Elderberries on the bush. They grow in clusters a little larger than a cup saucer.

Alternately, you can buy dried elderberries from most herb or health food sites. If you’re not sure what is or isn’t an elderberry, definitely go this route.

Benefits of Elderberry Syrup

You might not be sure why you should about elderberries.  These dark purple little berries have been used for centuries to protect from colds and the flu. Modern science is now proving what folk lore touted, too! Science has proven that elderberries have anti-viral properties, and that their high anti-oxidant and polyphenol content help boost the immune system.  One study showed that patients taking elderberry syrup had flu symptoms shortened by 4 days compared to the placebo group.  Another Australian study showed that travelers who took elderberry syrup before travelling were less likely to catch a cold on the flight, and if they did, it was less severe and shorter duration than those who didn’t take elderberry syrup. Elderberry syrup may be an easy way to decrease the odds of someone coming down with a cold on your winter vacation to Disney World.

Precautions to be aware of when making elderberry syrup

So, now that you know why you care about elderberries and you’re gung ho to make some yourself, there are some precautions that you MUST be aware of before starting.
1. As I mentioned before, many poisonous wild berries could be confused for elderberry. Make sure that you can properly identify elderberry if you’re going to pick your own.

2.  The sticks and stems of elderberry contain a type of cyanide.  This means that you need to properly remove all the stems from your berries before making syrup. The berries grow in a large cluster with tiny little stems, sort of like a grape stem.  It takes quite a while to destem even a small amount of elderberries. It’s the most labor intensive part of the whole process.

3. The berries also contain cyanide, so they should be cooked before being eaten to deactivate the hydrocyanic acid. Also, pick out all the unripe berries.  (If you’ve ever tried a raw elderberry, it’s not a problem waiting until their cooked. They have a very bitter, almost metallic taste.  It’s hard to believe that a berry so unappetizing can make such a delicious syrup or wine.)

Alright, the fine print is out of the way, and it’s pretty benign compared to some of the side effects listed on some drug commercials, so don’t let it scare you!

 

 

 

Benefits of Rosehips

Rosehips are another key ingredient in this syrup.  Hey, if elderberries are good for you, they can only get better when they’re combined with other immune boosting compounds, right?  Rosehips are an excellent source of vitamin C, and have been used as an immune booster to help the body fight foreign invaders. They also have some anti-inflammatory properites, as well, which is why they’re used as in treatment of rheumatoid and osteoarthritis. (Some studies have shown that rosehips decrease blood levels of CReactive Protein – a culprit contributing to many autoimmune and metabolic diseases.)
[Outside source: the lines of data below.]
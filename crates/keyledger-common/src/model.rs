use std::fmt;
use std::str::FromStr;

use serde::{Deserialize, Serialize};
use time::{Date, OffsetDateTime};
use uuid::Uuid;

time::serde::format_description!(iso_date, Date, "[year]-[month]-[day]");

macro_rules! entity_id {
    ($name:ident) => {
        #[derive(Debug, Clone, Copy, PartialEq, Eq, Hash, PartialOrd, Ord, Serialize, Deserialize)]
        #[serde(transparent)]
        pub struct $name(pub Uuid);

        impl $name {
            pub fn as_uuid(&self) -> Uuid {
                self.0
            }
        }

        impl From<Uuid> for $name {
            fn from(value: Uuid) -> Self {
                Self(value)
            }
        }

        impl FromStr for $name {
            type Err = uuid::Error;

            fn from_str(s: &str) -> Result<Self, Self::Err> {
                Uuid::parse_str(s.trim()).map(Self)
            }
        }

        impl fmt::Display for $name {
            fn fmt(&self, f: &mut fmt::Formatter<'_>) -> fmt::Result {
                self.0.fmt(f)
            }
        }
    };
}

entity_id!(EmployeeId);
entity_id!(KeyId);
entity_id!(TransactionId);

#[derive(Debug, Clone, PartialEq, Eq, thiserror::Error)]
#[error("unknown {kind} value: {value:?}")]
pub struct ParseEnumError {
    pub kind: &'static str,
    pub value: String,
}

/// Enums that travel as fixed external strings (database columns, JSON bodies).
macro_rules! wire_enum {
    ($name:ident, $kind:literal, { $($variant:ident => $text:literal),+ $(,)? }) => {
        #[derive(Debug, Clone, Copy, PartialEq, Eq, Hash, Serialize, Deserialize)]
        pub enum $name {
            $(
                #[serde(rename = $text)]
                $variant,
            )+
        }

        impl $name {
            pub const ALL: &'static [$name] = &[$($name::$variant),+];

            pub fn as_str(&self) -> &'static str {
                match self {
                    $($name::$variant => $text,)+
                }
            }
        }

        impl FromStr for $name {
            type Err = ParseEnumError;

            fn from_str(s: &str) -> Result<Self, Self::Err> {
                match s.trim() {
                    $($text => Ok($name::$variant),)+
                    other => Err(ParseEnumError {
                        kind: $kind,
                        value: other.to_string(),
                    }),
                }
            }
        }

        impl fmt::Display for $name {
            fn fmt(&self, f: &mut fmt::Formatter<'_>) -> fmt::Result {
                f.write_str(self.as_str())
            }
        }
    };
}

wire_enum!(EmploymentCategory, "employment category", {
    Cao => "CAO",
    Mbv => "MBV",
});

wire_enum!(KeyType, "key type", {
    A => "A",
    B => "B",
    C => "C",
});

wire_enum!(KeyLength, "key length", {
    Short => "kort",
    Long => "lang",
});

wire_enum!(KeyStatus, "key status", {
    Available => "available",
    Issued => "issued",
});

wire_enum!(TransactionAction, "transaction action", {
    Issue => "issue",
    Return => "return",
});

/// Calendar-year difference between the start date and `today`.
pub fn years_of_service(start_date: Date, today: Date) -> i32 {
    today.year() - start_date.year()
}

#[derive(Debug, Clone, PartialEq, Eq, Serialize)]
#[serde(rename_all = "camelCase")]
pub struct Employee {
    pub id: EmployeeId,
    pub name: String,
    pub employee_number: String,
    #[serde(rename = "type")]
    pub category: EmploymentCategory,
    #[serde(with = "iso_date")]
    pub start_date: Date,
    pub years_of_service: i32,
}

impl Employee {
    pub fn with_years_as_of(mut self, today: Date) -> Self {
        self.years_of_service = years_of_service(self.start_date, today);
        self
    }
}

/// Who holds a key. `Issued` always carries the holder, so a key can never be
/// issued without an assignment or assigned while available.
#[derive(Debug, Clone, Copy, PartialEq, Eq, Hash)]
pub enum Custody {
    Available,
    Issued(EmployeeId),
}

impl Custody {
    pub fn from_parts(
        status: KeyStatus,
        assigned_to: Option<EmployeeId>,
    ) -> Result<Self, InconsistentCustody> {
        match (status, assigned_to) {
            (KeyStatus::Available, None) => Ok(Custody::Available),
            (KeyStatus::Issued, Some(holder)) => Ok(Custody::Issued(holder)),
            (status, assigned_to) => Err(InconsistentCustody {
                status,
                assigned_to,
            }),
        }
    }

    pub fn status(&self) -> KeyStatus {
        match self {
            Custody::Available => KeyStatus::Available,
            Custody::Issued(_) => KeyStatus::Issued,
        }
    }

    pub fn holder(&self) -> Option<EmployeeId> {
        match self {
            Custody::Available => None,
            Custody::Issued(holder) => Some(*holder),
        }
    }
}

#[derive(Debug, Clone, PartialEq, Eq, thiserror::Error)]
#[error("key status {status} does not match assignment {assigned_to:?}")]
pub struct InconsistentCustody {
    pub status: KeyStatus,
    pub assigned_to: Option<EmployeeId>,
}

#[derive(Debug, Clone, PartialEq, Eq, Serialize)]
#[serde(into = "KeyItemBody")]
pub struct KeyItem {
    pub id: KeyId,
    pub key_number: String,
    pub key_type: KeyType,
    pub length: KeyLength,
    pub custody: Custody,
    pub note: Option<String>,
}

impl KeyItem {
    pub fn status(&self) -> KeyStatus {
        self.custody.status()
    }

    pub fn assigned_to(&self) -> Option<EmployeeId> {
        self.custody.holder()
    }

    pub fn is_held_by(&self, employee_id: EmployeeId) -> bool {
        self.assigned_to() == Some(employee_id)
    }
}

#[derive(Serialize)]
#[serde(rename_all = "camelCase")]
struct KeyItemBody {
    id: KeyId,
    key_number: String,
    #[serde(rename = "type")]
    key_type: KeyType,
    length: KeyLength,
    status: KeyStatus,
    assigned_to: Option<EmployeeId>,
    note: Option<String>,
}

impl From<KeyItem> for KeyItemBody {
    fn from(key: KeyItem) -> Self {
        Self {
            id: key.id,
            status: key.status(),
            assigned_to: key.assigned_to(),
            key_number: key.key_number,
            key_type: key.key_type,
            length: key.length,
            note: key.note,
        }
    }
}

/// One immutable ledger entry.
#[derive(Debug, Clone, PartialEq, Eq, Serialize)]
#[serde(rename_all = "camelCase")]
pub struct Transaction {
    pub id: TransactionId,
    pub employee_id: EmployeeId,
    pub key_id: KeyId,
    pub action: TransactionAction,
    #[serde(with = "time::serde::rfc3339")]
    pub timestamp: OffsetDateTime,
    pub notes: Option<String>,
    pub handled_by: Option<String>,
}

#[derive(Debug, Clone, PartialEq, Eq)]
pub struct EmployeeInput {
    pub name: String,
    pub employee_number: String,
    pub category: EmploymentCategory,
    pub start_date: Date,
}

#[derive(Debug, Clone, PartialEq, Eq)]
pub struct KeyInput {
    pub key_number: String,
    pub key_type: KeyType,
    pub length: KeyLength,
    pub note: Option<String>,
}

/// Full replacement of a key's descriptive fields. Custody is replaced only
/// when given.
#[derive(Debug, Clone, PartialEq, Eq)]
pub struct KeyUpdate {
    pub key_number: String,
    pub key_type: KeyType,
    pub length: KeyLength,
    pub note: Option<String>,
    /// `None` keeps whatever custody the key has when the edit is applied.
    pub custody: Option<Custody>,
    /// Recorded on the ledger entries a custody change produces.
    pub handled_by: Option<String>,
}

#[cfg(test)]
mod tests {
    use super::*;
    use time::macros::date;

    #[test]
    fn years_of_service_is_a_calendar_year_difference() {
        assert_eq!(years_of_service(date!(2020 - 01 - 15), date!(2025 - 01 - 01)), 5);
        assert_eq!(years_of_service(date!(2020 - 12 - 31), date!(2020 - 12 - 31)), 0);
    }

    #[test]
    fn wire_enums_use_external_strings() {
        assert_eq!("kort".parse::<KeyLength>().unwrap(), KeyLength::Short);
        assert_eq!(KeyLength::Long.as_str(), "lang");
        assert_eq!("MBV".parse::<EmploymentCategory>().unwrap(), EmploymentCategory::Mbv);
        let err = "D".parse::<KeyType>().unwrap_err();
        assert_eq!(err.kind, "key type");
        assert_eq!(
            serde_json::to_value(TransactionAction::Return).unwrap(),
            serde_json::json!("return")
        );
    }

    #[test]
    fn custody_rejects_mismatched_parts() {
        let holder = EmployeeId(Uuid::now_v7());
        assert_eq!(
            Custody::from_parts(KeyStatus::Issued, Some(holder)).unwrap(),
            Custody::Issued(holder)
        );
        assert!(Custody::from_parts(KeyStatus::Issued, None).is_err());
        assert!(Custody::from_parts(KeyStatus::Available, Some(holder)).is_err());
    }

    #[test]
    fn key_item_serializes_status_and_assignment() {
        let holder = EmployeeId(Uuid::now_v7());
        let key = KeyItem {
            id: KeyId(Uuid::now_v7()),
            key_number: "A001".to_string(),
            key_type: KeyType::A,
            length: KeyLength::Short,
            custody: Custody::Issued(holder),
            note: None,
        };
        let json = serde_json::to_value(&key).unwrap();
        assert_eq!(json["status"], "issued");
        assert_eq!(json["assignedTo"], holder.to_string());
        assert_eq!(json["type"], "A");
        assert_eq!(json["length"], "kort");
    }

    #[test]
    fn employee_serializes_start_date_as_iso_date() {
        let employee = Employee {
            id: EmployeeId(Uuid::now_v7()),
            name: "Jan Janssen".to_string(),
            employee_number: "EMP001".to_string(),
            category: EmploymentCategory::Cao,
            start_date: date!(2020 - 01 - 15),
            years_of_service: 0,
        };
        let json = serde_json::to_value(&employee).unwrap();
        assert_eq!(json["startDate"], "2020-01-15");
        assert_eq!(json["employeeNumber"], "EMP001");
        assert_eq!(json["type"], "CAO");
    }
}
If you’re into wild crafting, you can find wild rose hips easy enough.  Watch around mid-june for wild roses.  You can let your nose lead the way! They usually grow in groups on wild land, and they make the air heavy with their rich aroma.  Mark where you found the bush, because you’ll have to come back in the fall to get the rosehips.

Wild Rose Flower

Wild Rosehip (Fall after the blooms fall off)

 

 

The rose hip is the seed pod that is left in the fall after all the flower petals are gone. We have a few wild rose bushes in our yard, and we try to gather them after the first frost.  The frost makes them a bit sweeter, I’ve read. If you’re not into traipsing through the brambles in search of rosehips, they’re readily available at health food stores and amazon.

 

 

 

 

 

 

Juicing the elderberries

After carefully destemming the elderberries into a tub of coldwater, we skimmed the unripe berries and any other unwanted things off the top of the water. The ripe berries generally sank, while the unripe berries, little pieces of twigs, or any unlucky little creatures usually floated.
Most recipes call for dried berries boiled in water, but we decided to use actual elderberry juice extracted from the berries with a squeeze-o-strainer.  I think this method is the best way to go to get all the goodness from the elderberries, but it’s considerably more work than using dried berries and boiling them in water (and you won’t find fresh elderberries anywhere this time of year.)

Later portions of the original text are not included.